Há um mesmo um apartamento inteirinho, tudo no lugar
a esperança de uma panela de pressão explodindo
e tudo se incendiando há de se renovar amanhã.
Ou talvez amanhã prefira vê-lo totalmente saqueado
os discos e a televisão invisíveis
os vigilantes do meu sono atônitos
quando da queixa-crime.
Nada disso.
Quem sabe uma invasão por parte de micro-homens
de algum micro-cosmo?
Ou mesmo por parte dos homens-da-lei?
O destino de um apartamento é algo de muito misterioso.
(XII)
Privada e privacidade.
Cantar, desafinar, brincar, fazer coisas
tudo que se aprendeu como atentado ao pudor.

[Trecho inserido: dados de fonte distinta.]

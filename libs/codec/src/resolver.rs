//! Message type resolution
//!
//! The dump engine asks a [`MsgTypeResolver`] for a display name and the
//! family header size of a `(protocol, type)` pair. The registry of real
//! families lives outside this crate; [`CacheOpsRegistry`] is a simple
//! in-memory implementation.

use std::collections::HashMap;

/// Resolved description of a message type
#[derive(Debug, Clone, Copy, PartialEq, Eq)]
pub struct MsgTypeInfo<'a> {
    /// Name of the family/operations set, e.g. `route/link`
    pub ops_name: &'a str,
    /// Name of the message type, e.g. `new`
    pub type_name: &'a str,
    /// Family header length preceding the attributes, generic header included
    pub hdr_size: usize,
}

/// Maps a protocol and message type to a display name
pub trait MsgTypeResolver {
    fn resolve(&self, protocol: i32, msg_type: u16) -> Option<MsgTypeInfo<'_>>;
}

/// Resolver that knows no families
#[derive(Debug, Clone, Copy, Default)]
pub struct NoResolver;

impl MsgTypeResolver for NoResolver {
    fn resolve(&self, _protocol: i32, _msg_type: u16) -> Option<MsgTypeInfo<'_>> {
        None
    }
}

/// One family's message types
#[derive(Debug, Clone)]
pub struct CacheOps {
    pub name: String,
    pub protocol: i32,
    pub hdr_size: usize,
    pub msg_types: Vec<(u16, String)>,
}

impl CacheOps {
    pub fn new(name: impl Into<String>, protocol: i32, hdr_size: usize) -> Self {
        Self {
            name: name.into(),
            protocol,
            hdr_size,
            msg_types: Vec::new(),
        }
    }

    pub fn with_type(mut self, msg_type: u16, name: impl Into<String>) -> Self {
        self.msg_types.push((msg_type, name.into()));
        self
    }
}

/// In-memory registry of [`CacheOps`]
#[derive(Debug, Clone, Default)]
pub struct CacheOpsRegistry {
    ops: Vec<CacheOps>,
    index: HashMap<(i32, u16), (usize, usize)>,
}

impl CacheOpsRegistry {
    pub fn new() -> Self {
        Self::default()
    }

    /// Register a family; earlier registrations win on conflicting types
    pub fn register(&mut self, ops: CacheOps) -> &mut Self {
        let slot = self.ops.len();
        for (pos, (msg_type, _)) in ops.msg_types.iter().enumerate() {
            self.index.entry((ops.protocol, *msg_type)).or_insert((slot, pos));
        }
        self.ops.push(ops);
        self
    }
}

impl MsgTypeResolver for CacheOpsRegistry {
    fn resolve(&self, protocol: i32, msg_type: u16) -> Option<MsgTypeInfo<'_>> {
        let (slot, pos) = *self.index.get(&(protocol, msg_type))?;
        let ops = &self.ops[slot];
        Some(MsgTypeInfo {
            ops_name: &ops.name,
            type_name: &ops.msg_types[pos].1,
            hdr_size: ops.hdr_size,
        })
    }
}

Água, um sabonete que limpe, desinfete
mate germes, desodorize e ainda perfume.
Água, água-de-cheiro, água de colônia, água benta
a eterna farsa da fêmea naturalmente perfumada
assim se insinua a mulher que sabe o que quer
– sorria, você está sendo filmada –
não te dão tranqüilidade.
E o espelhinho a instigar transgressões
a recitar punições
minha cara pálida
procurando minha cara-pálida
no espião que possui até a estratégia do lugar.
Disfarçar, rápido!
mostrar-lhe a língua vermelha, uma careta horrorosa
desencadear uma série de contorções faciais
mil personalidades hão de confundir o inquiridor.
É isso, a multiplicidade de crimes e criminosos
a confusão da identificação
e depois
o perdão geral pra culpa geral.
(XIII)
Decisões melhores e piores já foram tomadas antes.
Usar o mesmo vestido amarelo
aquele que foi massacrado durante o dia
e muito possivelmente deve estar recendendo a suor
e sanguemenstrual pode parecer falta de imaginação
ou uma tática pobreza.
Como explicar que o amarelo consegue manter um equilíbrio
entre o eu exterior e o eu interior, entre o ying e o yang
e que além disso é o único vestido amarelo que eu tenho
e que é fundamental vestir qualquer coisa que seja?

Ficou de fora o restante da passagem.